Data records Block Start

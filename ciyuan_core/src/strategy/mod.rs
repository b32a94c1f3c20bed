//! `strategy`：匹配策略链。
//!
//! 每个策略实现 [`MatchStrategy::attempt`]：命中返回 `Some(MatchOutcome)`，
//! 否则返回 `None` 交给下一个策略。engine 按固定顺序逐个尝试，**第一个命中即返回**，
//! 不同策略的结果不会合并。
//!
//! 默认链路（[`default_chain`]）：
//! - `DirectStrategy`：精确查词（1.0）
//! - `InflectionStrategy`：去屈折后缀（0.95）
//! - `PrefixStrategy`：去前缀（0.85）
//! - `SuffixStrategy`：去派生后缀（0.80）
//! - `FuzzyStrategy`：字符集合相似度（置信度 = 相似度）
//! - `CompoundStrategy`：复合词结构切分（0.75）
mod affix;
mod compound;
mod direct;
mod fuzzy;
mod inflection;

pub use affix::{PrefixStrategy, SuffixStrategy};
pub use compound::CompoundStrategy;
pub use direct::DirectStrategy;
pub use fuzzy::FuzzyStrategy;
pub use inflection::InflectionStrategy;

use crate::{
    config::EngineConfig,
    lexicon::Lexicon,
    model::{DecompositionPart, EntryAnalysis, LexiconEntry, MatchKind},
    rules::AffixTables,
};

pub const DIRECT_CONFIDENCE: f64 = 1.0;
pub const INFLECTION_CONFIDENCE: f64 = 0.95;
pub const PREFIX_CONFIDENCE: f64 = 0.85;
pub const SUFFIX_CONFIDENCE: f64 = 0.80;
pub const COMPOUND_CONFIDENCE: f64 = 0.75;

/// 策略运行时可见的只读环境。
#[derive(Clone, Copy)]
pub struct MatchContext<'a> {
    pub lexicon: &'a dyn Lexicon,
    pub tables: &'a AffixTables,
    pub config: &'a EngineConfig,
}

/// 单个策略的命中结果。
#[derive(Debug, Clone, PartialEq)]
pub struct MatchOutcome {
    pub kind: MatchKind,
    pub confidence: f64,
    /// 命中的条目（可能是临时合成的，不会写回词典）
    pub entry: LexiconEntry,
    pub decomposition: Vec<DecompositionPart>,
    pub suggestions: Vec<LexiconEntry>,
    pub annotation: Option<EntryAnalysis>,
}

impl MatchOutcome {
    pub fn new(kind: MatchKind, confidence: f64, entry: LexiconEntry) -> Self {
        Self {
            kind,
            confidence,
            entry,
            decomposition: Vec::new(),
            suggestions: Vec::new(),
            annotation: None,
        }
    }

    pub fn with_parts(mut self, parts: Vec<DecompositionPart>) -> Self {
        self.decomposition = parts;
        self
    }
}

/// 匹配策略：输入已经规范化（去空白 + 小写）的词。
pub trait MatchStrategy: Send + Sync {
    fn name(&self) -> &'static str;

    fn attempt(&self, word: &str, ctx: &MatchContext<'_>) -> Option<MatchOutcome>;
}

/// 默认策略链（顺序即优先级）。
pub fn default_chain() -> Vec<Box<dyn MatchStrategy>> {
    vec![
        Box::new(DirectStrategy),
        Box::new(InflectionStrategy),
        Box::new(PrefixStrategy),
        Box::new(SuffixStrategy),
        Box::new(FuzzyStrategy),
        Box::new(CompoundStrategy),
    ]
}

/// 去掉后缀后的词干可能发生过拼写变化，按顺序给出要查的 lemma：
/// 原样、`i -> y`、补回 `e`、双写辅音还原。
///
/// 少于 2 个字符的词干只查原样，避免 `bed` -> `b` -> `be` 这类误判。
pub(crate) fn lemma_candidates(stem: &str) -> Vec<String> {
    let mut out = vec![stem.to_owned()];
    let chars: Vec<char> = stem.chars().collect();
    let n = chars.len();
    if n < 2 {
        return out;
    }
    if chars[n - 1] == 'i' {
        let mut s: String = chars[..n - 1].iter().collect();
        s.push('y');
        out.push(s);
    }
    if chars[n - 1] != 'e' {
        out.push(format!("{stem}e"));
    }
    if chars[n - 1] == chars[n - 2] && is_consonant(chars[n - 1]) {
        out.push(chars[..n - 1].iter().collect());
    }
    out
}

/// 按 [`lemma_candidates`] 的顺序查词，返回第一个命中的 (lemma, 条目)。
pub(crate) fn lookup_lemma<'a>(
    lexicon: &'a dyn Lexicon,
    stem: &str,
) -> Option<(String, &'a LexiconEntry)> {
    lemma_candidates(stem)
        .into_iter()
        .find_map(|lemma| lexicon.lookup(&lemma).map(|e| (lemma, e)))
}

fn is_consonant(c: char) -> bool {
    c.is_ascii_alphabetic() && !matches!(c, 'a' | 'e' | 'i' | 'o' | 'u')
}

Data records Block End

▸ Your goal: Working through the records above, establish how many lines contain the string "chars", and reply with the number by itself.

▸ Completed exercise: 7